O céu escuro está tão cheio de estrelas que meu coração de mágoas e desejos inalcançáveis está mais leve e aliviado. Quero que a viagem de carro demore muito tempo, assim terei algumas horas para pensar e me concentrar para curtir a viagem. Todos parecem tão excitados, ainda mais meu pai naquela camiseta florida bem ridícula que ele fez questão de comprar só para irmos para a Califórnia. Sorrio pensando em como tenho a melhor família do mundo.

Como moramos no estado de Nevada, a viagem não vai ser tão longa, afinal, os dois estados são vizinhos, um do lado do outro, mas mesmo assim ainda dá para curtir um som no carro enquanto mais e mais estrelas aparecem no céu da estrada.

Logan não deu muito trabalho, e não pediu muita coisa. Paramos em dois postos para comer e usar o banheiro, e paramos também em uma loja no meio da estrada com um ar de caipira. Só quando eu entrei fui entender o que aquela recepção significava. Lá dento vendia-se todos os tipos de objetos e coisas de costume do Texas, e o melhor eram os funcionários vestidos de xerifes e mocinhos daqueles filmes antigos, estilo Bang Bang. Eu adorei aquela loja, saí com várias coisas, inclusive uma miniatura daquela típica bota que todos usavam antigamente.

A viagem é tranquila, sem muito trânsito pesado, e eu amo isso. Amo também o cheiro de plantas terrestres que ficam nas bordas das estradas. Toda aquela vegetação rasteira e as árvores altas como prédios de Nova York, e bonitas como os parques da mesma região. Eu sorri a viagem toda, foi bom por um momento refrescar a cabeça e apreciar a paisagem, como se eu não tivesse nenhum problema e tudo fosse tão fácil.

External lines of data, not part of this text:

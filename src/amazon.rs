use std::collections::HashMap;
use std::fmt;
use std::path::Path;

use chrono::{Duration, NaiveDate};
use serde::Deserialize;

use crate::error::{ConvError, Result};
use crate::fields::{parse_amount, parse_date};
use crate::fmt::omit;

/// Counterpart name of card lines that need the order history to explain them.
pub const AGGREGATOR_MARKER: &str = "AMAZON.CO.JP";

pub const OMIT_WIDTH: usize = 40;

const PSEUDO_ITEMS: &[&str] = &[
    "（注文全体）",
    "（割引）",
    "（配送料・手数料）",
    "（Amazonポイント）",
];
const CHARGE_ITEM: &str = "（クレジットカードへの請求）";

/// One row of the order-history export.
#[derive(Debug, Clone, Default, Deserialize)]
pub struct OrderRow {
    #[serde(rename = "注文番号")]
    pub order_id: String,
    #[serde(rename = "商品名")]
    pub name: String,
    #[serde(rename = "付帯情報", default)]
    pub description: String,
    #[serde(rename = "価格", default)]
    pub price: String,
    #[serde(rename = "個数", default)]
    pub quantity: String,
    #[serde(rename = "商品小計", default)]
    pub subtotal: String,
    #[serde(rename = "注文日", default)]
    pub order_date: String,
    #[serde(rename = "クレカ請求日", default)]
    pub charge_date: String,
    #[serde(rename = "クレカ請求額", default)]
    pub charge_amount: String,
    #[serde(rename = "クレカ種類", default)]
    pub charge_method: String,
}

// ---------------------------------------------------------------------------
// Items, batches and orders
// ---------------------------------------------------------------------------

#[allow(dead_code)]
#[derive(Debug, Clone, PartialEq, Eq)]
pub struct AmazonOrderItem {
    pub order_id: String,
    pub name: String,
    pub description: String,
    pub price: String,
    pub quantity: String,
    /// Empty for add-on items bought together with another item.
    pub subtotal: Option<String>,
}

impl From<&OrderRow> for AmazonOrderItem {
    fn from(row: &OrderRow) -> Self {
        let subtotal = row.subtotal.trim();
        Self {
            order_id: row.order_id.clone(),
            name: row.name.clone(),
            description: row.description.clone(),
            price: row.price.clone(),
            quantity: row.quantity.clone(),
            subtotal: (!subtotal.is_empty()).then(|| subtotal.to_string()),
        }
    }
}

impl fmt::Display for AmazonOrderItem {
    fn fmt(&self, f: &mut fmt::Formatter<'_>) -> fmt::Result {
        f.write_str(&self.name)
    }
}

/// Groups of items; each group is a primary item and its add-ons.
#[derive(Debug, Clone, PartialEq, Eq)]
pub struct AmazonOrderBatch {
    pub groups: Vec<Vec<AmazonOrderItem>>,
}

impl AmazonOrderBatch {
    pub fn new(primary: AmazonOrderItem) -> Self {
        Self {
            groups: vec![vec![primary]],
        }
    }

    pub fn add_on(&mut self, item: AmazonOrderItem) {
        match self.groups.last_mut() {
            Some(group) => group.push(item),
            None => self.groups.push(vec![item]),
        }
    }

    fn render<F>(&self, name: F) -> String
    where
        F: Fn(&AmazonOrderItem) -> String,
    {
        self.groups
            .iter()
            .map(|group| group.iter().map(&name).collect::<Vec<_>>().join(","))
            .collect::<Vec<_>>()
            .join(";")
    }

    /// Item names shortened to `width` columns each.
    pub fn omitted(&self, width: usize) -> String {
        self.render(|item| omit(&item.name, width))
    }
}

impl fmt::Display for AmazonOrderBatch {
    fn fmt(&self, f: &mut fmt::Formatter<'_>) -> fmt::Result {
        f.write_str(&self.render(|item| item.name.clone()))
    }
}

#[allow(dead_code)]
#[derive(Debug, Clone, PartialEq, Eq)]
pub struct Charge {
    pub date: NaiveDate,
    pub amount: i64,
    pub method: String,
}

#[derive(Debug, Clone, PartialEq, Eq)]
pub struct AmazonOrder {
    pub order_id: String,
    pub batches: Vec<AmazonOrderBatch>,
    pub charges: Vec<Charge>,
}

impl AmazonOrder {
    pub fn new(order_id: &str) -> Self {
        Self {
            order_id: order_id.to_string(),
            batches: Vec::new(),
            charges: Vec::new(),
        }
    }

    fn charge(date: &str, amount: &str, method: &str, row: usize) -> Result<Charge> {
        Ok(Charge {
            date: parse_date(date)?,
            amount: parse_amount(amount, row)?,
            method: method.to_string(),
        })
    }

    /// Fold one order-history row into this order.
    pub fn add_row(&mut self, row: &OrderRow, row_no: usize) -> Result<()> {
        let name = row.name.trim();
        if PSEUDO_ITEMS.contains(&name) {
            return Ok(());
        }
        if name == CHARGE_ITEM {
            let charge = Self::charge(&row.charge_date, &row.charge_amount, &row.charge_method, row_no)?;
            // The export sometimes repeats a charge row verbatim.
            self.charges.retain(|c| c != &charge);
            self.charges.push(charge);
            return Ok(());
        }
        if !row.charge_amount.trim().is_empty() {
            // Digital items carry their own charge, dated on the order date.
            self.batches.push(AmazonOrderBatch::new(row.into()));
            let charge = Self::charge(&row.order_date, &row.charge_amount, &row.charge_method, row_no)?;
            self.charges.push(charge);
            return Ok(());
        }
        if !row.subtotal.trim().is_empty() {
            self.batches.push(AmazonOrderBatch::new(row.into()));
            return Ok(());
        }
        match self.batches.last_mut() {
            Some(batch) => {
                batch.add_on(row.into());
                Ok(())
            }
            None => Err(ConvError::OrphanAddOn {
                order_id: self.order_id.clone(),
                row: row_no,
            }),
        }
    }

    pub fn omitted(&self, width: usize) -> String {
        self.batches
            .iter()
            .map(|b| b.omitted(width))
            .collect::<Vec<_>>()
            .join(";")
    }

    /// Text describing what the `index`-th charge paid for.
    ///
    /// A single charge covers the whole order; otherwise charges pair with
    /// batches by position.
    pub fn charge_text(&self, index: usize, width: usize) -> String {
        if self.charges.len() == 1 {
            return self.omitted(width);
        }
        match self.batches.get(index) {
            Some(batch) => batch.omitted(width),
            None => self.omitted(width),
        }
    }
}

impl fmt::Display for AmazonOrder {
    fn fmt(&self, f: &mut fmt::Formatter<'_>) -> fmt::Result {
        let batches: Vec<String> = self.batches.iter().map(|b| b.to_string()).collect();
        f.write_str(&batches.join(";;"))
    }
}

// ---------------------------------------------------------------------------
// AmazonJournal
// ---------------------------------------------------------------------------

#[derive(Debug, Clone, PartialEq, Eq)]
pub struct ChargeMatch {
    pub order_id: String,
    pub text: String,
}

/// Orders keyed by order id, in first-seen order.
#[derive(Debug, Clone, Default)]
pub struct AmazonJournal {
    orders: Vec<AmazonOrder>,
    index: HashMap<String, usize>,
}

impl AmazonJournal {
    pub fn read_csv(path: &Path) -> Result<Self> {
        let bytes = std::fs::read(path)?;
        let (text, had_errors) = encoding_rs::UTF_8.decode_with_bom_removal(&bytes);
        if had_errors {
            return Err(ConvError::Decode {
                path: path.display().to_string(),
                encoding: "UTF-8".to_string(),
            });
        }
        Self::parse(&text)
    }

    /// Build the index from export text. A leading BOM is tolerated so
    /// text read by other means can be passed as is.
    pub fn parse(text: &str) -> Result<Self> {
        let mut rdr = csv::ReaderBuilder::new()
            .flexible(true)
            .from_reader(text.trim_start_matches('\u{FEFF}').as_bytes());
        let mut journal = Self::default();
        for (i, result) in rdr.deserialize::<OrderRow>().enumerate() {
            let row = result?;
            journal.add_row(&row, i + 1)?;
        }
        Ok(journal)
    }

    pub fn add_row(&mut self, row: &OrderRow, row_no: usize) -> Result<()> {
        let idx = match self.index.get(&row.order_id) {
            Some(&idx) => idx,
            None => {
                self.orders.push(AmazonOrder::new(&row.order_id));
                self.index.insert(row.order_id.clone(), self.orders.len() - 1);
                self.orders.len() - 1
            }
        };
        self.orders[idx].add_row(row, row_no)
    }

    #[allow(dead_code)]
    pub fn get(&self, order_id: &str) -> Option<&AmazonOrder> {
        self.index.get(order_id).map(|&idx| &self.orders[idx])
    }

    pub fn len(&self) -> usize {
        self.orders.len()
    }

    #[allow(dead_code)]
    pub fn is_empty(&self) -> bool {
        self.orders.is_empty()
    }

    /// Charges of `amount` within `[date - 1 day, date + 2 days]`.
    ///
    /// Anything other than exactly one match is ambiguous.
    pub fn search(&self, date: NaiveDate, amount: i64) -> Vec<ChargeMatch> {
        self.search_window(date - Duration::days(1), date + Duration::days(2), amount)
    }

    pub fn search_window(&self, start: NaiveDate, end: NaiveDate, amount: i64) -> Vec<ChargeMatch> {
        let mut result = Vec::new();
        for order in &self.orders {
            for (i, charge) in order.charges.iter().enumerate() {
                if charge.amount == amount && (start..=end).contains(&charge.date) {
                    result.push(ChargeMatch {
                        order_id: order.order_id.clone(),
                        text: order.charge_text(i, OMIT_WIDTH),
                    });
                }
            }
        }
        result
    }
}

Quando o dia estava amanhecendo, percebi que cochilei com a cabeça no banco. Meu pescoço doía e meu irmão Logan estava dormindo bem desajeitado ao meu lado. Era engraçado, mas não pude rir, porque acho que estava tão desajeitada quanto ele alguns segundos atrás. Meu pai e minha mãe estavam conversando baixinho para não nos acordarem, mas eu já estava ligada, prestando atenção em tudo.

– Já chegamos, papai? – Sempre chamei-o de papai, mesmo agora eu estando para fazer 17 anos daqui a menos de uma semana, mas ele não ligava. Acho que até gostava.

– Estamos chegando querida – Ele disse, prestando mais atenção na paisagem do que em mim e no trânsito. – Olha que lindo. Estamos em Los Angeles. Dá para acreditar? – Ele disse isso com tanto entusiasmo que eu fiquei mais ansiosa ainda para conhecer a cidade. Eu não precisava entrar na água. Só estar ali já era um presente.

Centenas de lojas e restaurantes refletiam no sol forte que fazia já no comecinho da manhã. Havia alguns pássaros voando para lá e para cá sobre as cabeças dos comerciantes, turistas e moradores. Era tudo tão lindo. Tão distribuído.

As árvores daqui eram bem menores do que as da estrada. Tudo era bem mais limpo aqui, as pessoas pareciam ser mais elegantes mesmo quase não andando de roupa nessa parte da cidade. O litoral de Los Angeles era frequentado só por turistas – ou quase. E eu estava achando tudo tão perfeito.

Logan acordou depois que várias buzinas de carros o acordaram. Os carros daqui eram bem chiques, a maioria pelo menos, mas isso não impedia qualquer outro de passar a vontade.

Logan me olhou com uma cara de sono, e logo sorriu, ele se pendurou na janela do carro e foi observando e comentando em voz alta para todos tudo o que ele achava de magnífico ali.

Passamos em frente à praia Santa Monica, e vimos muitas pessoas só de biquíni e sunga passando e correndo na areia. A água cristalina refletia no sol e no vidro do carro. Peguei meus óculos pretos escuros e coloquei e abri o vidro. Era tudo tão refinado que eu com certeza estava me sentindo bem.

Mas então uma onda de náusea tomou conta de mim, e toda aquela água vinda em ondas na minha direção sufocou-me tanto que eu precisei arfar profundamente. Não posso me descontrolar, não posso me descontrolar. Desviei o olhar para os passantes na orla da praia. Coreanos, japoneses, brasileiros, europeus, todos passam por lá, cada um com seu jeito de costume. Era fácil identificar quem era quem. Ninguém é igual, afinal.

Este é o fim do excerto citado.